The importance of multiple adenosine receptors (AR) and the role of adenosine signaling in normal physiology, as opposed to danger/damage situations, are unclear. We generated mice (QKO) lacking all four AR, Adora1-/-;Adora2a-/-;Adora2b-/-;Adora3-/-, to enable investigation of the AR-dependence of physiologic processes. The QKO mice bred normally and had similar body temperature regulation as controls, including diurnal variation, fasting-induced torpor, and response to environmental stimuli. Pharmacologic doses of adenosine agonists cause profound hypothermia via each of the four AR. We hypothesized that uptake and phosphorylation of adenosine might also trigger hypothermia by additional mechanisms, such as activation of adenosine monophosphate-activated protein kinase (AMPK). However, adenosine did not cause hypothermia (or bradycardia or hypotension) in QKO mice, indicating that AR-independent, ‘energy depletion’ signals do not cause adenosine-induced hypothermia. AMP-induced hypothermia was attenuated in QKO mice, demonstrating a role for both AR-dependent and AR-independent mechanisms in this process.
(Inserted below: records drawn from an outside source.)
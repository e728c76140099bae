pub mod errors;
pub mod models;
pub mod providers;
#[cfg(not(target_arch = "wasm32"))]
pub mod scheduler;
pub mod services;
pub mod volume;

use chrono::NaiveDate;
use serde_json::Value;
use std::sync::atomic::{AtomicU64, Ordering};
use std::sync::Arc;
use tokio::sync::RwLock;
use tracing::{info, warn};

use errors::CoreError;
use models::{
    capital::{CapitalPoint, EquityPoint, PnlBar},
    indicator::IndicatorReport,
    kpi::{FinanceReport, KpiSummary, TradeFilter, TradePage},
    log_file::LogKind,
    market::{LiveSignal, MtfRow},
    settings::Settings,
    signal::StrategyResults,
};
use providers::traits::LogSource;
use services::{
    fetch_service::LogFetcher, indicator_service::IndicatorService,
    market_service::MarketService, metrics_service::MetricsService,
    navigator_service::DayNavigator, normalize_service::NormalizeService,
    trades_service::TradesService,
};

/// Result of a reload that did not fail.
#[derive(Debug, Clone, Copy, PartialEq, Eq)]
pub enum LoadOutcome {
    Applied,
    /// A newer load started while this one was in flight; its data was dropped.
    Stale,
}

/// Capital series plus strategy results for one day.
#[derive(Debug, Clone, Default)]
struct Dataset {
    capital: Vec<CapitalPoint>,
    strategy: StrategyResults,
}

#[derive(Debug, Default)]
struct ViewState {
    /// Most recent data; KPIs, finance, indicator tables and trades read this.
    live: Dataset,
    /// Capital series behind the chart. Follows `live` until day navigation
    /// pins it to another date.
    chart: Vec<CapitalPoint>,
    /// Date pinned by navigation, `None` while following live data.
    target_date: Option<NaiveDate>,
    market: Vec<Value>,
}

/// Equity dashboard: live KPIs, a day-navigable capital chart, indicator
/// accuracy tables, the trades table and the latest market snapshot.
#[must_use]
pub struct EquityViewer {
    fetcher: LogFetcher,
    navigator: DayNavigator,
    normalize: NormalizeService,
    metrics: MetricsService,
    indicators: IndicatorService,
    trades: TradesService,
    market: MarketService,
    settings: Settings,
    state: RwLock<ViewState>,
    live_generation: AtomicU64,
    chart_generation: AtomicU64,
}

impl std::fmt::Debug for EquityViewer {
    fn fmt(&self, f: &mut std::fmt::Formatter<'_>) -> std::fmt::Result {
        f.debug_struct("EquityViewer")
            .field("source", &self.fetcher.base_paths())
            .field("live_generation", &self.live_generation.load(Ordering::Relaxed))
            .field("chart_generation", &self.chart_generation.load(Ordering::Relaxed))
            .finish()
    }
}

impl EquityViewer {
    /// Build a viewer over `source`. Settings are validated up front.
    pub fn new(source: Arc<dyn LogSource>, settings: Settings) -> Result<Self, CoreError> {
        settings.validate()?;
        let fetcher = LogFetcher::new(source, &settings);
        let navigator = DayNavigator::new(fetcher.clone(), &settings);

        Ok(Self {
            fetcher,
            navigator,
            normalize: NormalizeService::new(),
            metrics: MetricsService::new(),
            indicators: IndicatorService::new(),
            trades: TradesService::new(),
            market: MarketService::new(),
            settings,
            state: RwLock::new(ViewState::default()),
            live_generation: AtomicU64::new(0),
            chart_generation: AtomicU64::new(0),
        })
    }

    #[must_use]
    pub fn settings(&self) -> &Settings {
        &self.settings
    }

    // ── Loading ─────────────────────────────────────────────────────

    /// Load today's capital, strategy and market logs (each falling back to
    /// yesterday) and replace the live dataset with whatever arrived.
    ///
    /// The chart dataset follows along unless navigation pinned it to another
    /// day. Fails with [`CoreError::LoadFailed`] only when nothing loaded; the
    /// previous state is kept in that case.
    pub async fn auto_load(&self, today: NaiveDate) -> Result<LoadOutcome, CoreError> {
        let generation = self.live_generation.fetch_add(1, Ordering::SeqCst) + 1;
        let chart_generation = self.chart_generation.load(Ordering::SeqCst);

        let (capital, strategy, market) = tokio::join!(
            self.fetcher.fetch_daily(LogKind::Capital, today),
            self.fetcher.fetch_daily(LogKind::Strategy, today),
            self.fetcher.fetch_daily(LogKind::Market, today),
        );

        if self.live_generation.load(Ordering::SeqCst) != generation {
            info!(generation, "discarding stale live load");
            return Ok(LoadOutcome::Stale);
        }

        let first_error = [&capital, &strategy, &market]
            .into_iter()
            .find_map(|r| r.as_ref().err().cloned());

        let capital = capital.ok().map(|f| self.normalize.normalize_capital(&f.data));
        let strategy = match strategy {
            Ok(f) => {
                let parsed = self.normalize.normalize_strategy(&f.data);
                if parsed.is_none() {
                    warn!(path = %f.path, "strategy results have no signals array");
                }
                parsed
            }
            Err(_) => None,
        };
        let market = market.ok().map(|f| self.normalize.normalize_market(&f.data));

        if capital.is_none() && strategy.is_none() && market.is_none() {
            return Err(first_error.unwrap_or_else(|| CoreError::LoadFailed {
                file: LogKind::Capital.file_name(today),
            }));
        }

        let mut state = self.state.write().await;
        if let Some(capital) = capital {
            state.live.capital = capital;
        }
        if let Some(strategy) = strategy {
            state.live.strategy = strategy;
        }
        if let Some(market) = market {
            state.market = market;
        }

        let following = state.target_date.is_none_or(|d| d == today);
        if following && self.chart_generation.load(Ordering::SeqCst) == chart_generation {
            state.chart = state.live.capital.clone();
            state.target_date = None;
        }

        info!(
            capital_points = state.live.capital.len(),
            signals = state.live.strategy.signals.len(),
            snapshots = state.market.len(),
            "live data loaded"
        );
        Ok(LoadOutcome::Applied)
    }

    /// Move the chart to the nearest earlier (`delta < 0`) or later
    /// (`delta > 0`) day that has logs. Returns the new date, or `None` when
    /// no such day exists; the view is unchanged in that case.
    pub async fn shift_day(&self, delta: i32, today: NaiveDate) -> Result<Option<NaiveDate>, CoreError> {
        let start = self.target_date().await.unwrap_or(today);
        let Some(date) = self.navigator.find_nearest_day(start, delta, today).await else {
            return Ok(None);
        };

        match self.load_chart_for_date(date).await? {
            LoadOutcome::Applied => Ok(Some(date)),
            LoadOutcome::Stale => Ok(None),
        }
    }

    /// Move the chart to exactly `date`. Both of that day's capital and strategy
    /// logs must load; only the capital series is kept. The live dataset is
    /// not touched.
    pub async fn load_chart_for_date(&self, date: NaiveDate) -> Result<LoadOutcome, CoreError> {
        let generation = self.chart_generation.fetch_add(1, Ordering::SeqCst) + 1;
        let timeout = self.settings.chart_load_timeout();

        let (capital, strategy) = tokio::join!(
            self.fetcher.fetch_for_date(LogKind::Capital, date, timeout),
            self.fetcher.fetch_for_date(LogKind::Strategy, date, timeout),
        );
        let capital = capital?;
        strategy?;

        if self.chart_generation.load(Ordering::SeqCst) != generation {
            info!(generation, %date, "discarding stale chart load");
            return Ok(LoadOutcome::Stale);
        }

        let points = self.normalize.normalize_capital(&capital.data);

        let mut state = self.state.write().await;
        state.chart = points;
        state.target_date = Some(date);
        info!(%date, capital_points = state.chart.len(), "chart moved");
        Ok(LoadOutcome::Applied)
    }

    /// Spawn a task that reloads live data on every tick of `subscription`.
    /// The task ends when the ticker is dropped.
    #[cfg(not(target_arch = "wasm32"))]
    pub fn spawn_polling(
        self: Arc<Self>,
        mut subscription: scheduler::TickSubscription,
    ) -> tokio::task::JoinHandle<()> {
        tokio::spawn(async move {
            while let Some(tick) = subscription.next().await {
                if let Err(e) = self.auto_load(today()).await {
                    warn!(tick, error = %e, "equity reload failed, keeping previous data");
                }
            }
        })
    }

    // ── Views ───────────────────────────────────────────────────────

    /// Date the chart is pinned to, `None` while following live data.
    pub async fn target_date(&self) -> Option<NaiveDate> {
        self.state.read().await.target_date
    }

    pub async fn kpis(&self) -> KpiSummary {
        let state = self.state.read().await;
        self.metrics
            .kpi_summary(&state.live.capital, &state.live.strategy)
    }

    pub async fn finance(&self) -> FinanceReport {
        let state = self.state.read().await;
        self.metrics
            .finance_report(&state.live.capital, &state.live.strategy)
    }

    pub async fn indicator_report(&self) -> IndicatorReport {
        let state = self.state.read().await;
        self.indicators.report(&state.live.strategy.signals)
    }

    /// One-based page of the trades table using the configured page size.
    pub async fn trades_page(&self, filter: &TradeFilter, page: usize) -> TradePage {
        let state = self.state.read().await;
        self.trades.page(
            &state.live.strategy.signals,
            filter,
            page,
            self.settings.page_size,
        )
    }

    pub async fn pnl_bars(&self) -> Vec<PnlBar> {
        self.metrics.pnl_bars(&self.state.read().await.chart)
    }

    /// Relative equity curve, scaled by the configured factor when `amplify` is set.
    pub async fn equity_curve(&self, amplify: bool) -> Vec<EquityPoint> {
        let factor = if amplify { self.settings.amplify_factor } else { 1.0 };
        self.metrics
            .equity_curve(&self.state.read().await.chart, factor)
    }

    pub async fn chart_capital(&self) -> Vec<CapitalPoint> {
        self.state.read().await.chart.clone()
    }

    pub async fn live_signal(&self) -> LiveSignal {
        self.market.live_signal(&self.state.read().await.market)
    }

    pub async fn mtf_rows(&self) -> Vec<MtfRow> {
        self.market.mtf_rows(&self.state.read().await.market)
    }
}

/// Local calendar date, the day whose logs count as "today".
#[must_use]
pub fn today() -> NaiveDate {
    chrono::Local::now().date_naive()
}
pub mod capital;
pub mod indicator;
pub mod kpi;
pub mod log_file;
pub mod market;
pub mod orderbook;
pub mod settings;
pub mod signal;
In contrast, the hypothermias elicited by adenosine kinase inhibition (using A-134974), inosine, and uridine each require AR, as all were abolished in the QKO mice. The proposed mechanism for uridine-induced hypothermia is inhibition of adenosine transport, increasing local extracellular adenosine levels. The physiology of the QKO mice replicates that of the individual knockout mice, without evidence for synergy, suggesting that the actions of the four AR are generally complementary. The relatively mild phenotype of the QKO mice supports the hypothesis that extracellular adenosine has less of a contribution to baseline physiology and is more important as a local signal of stress, damage, and/or danger.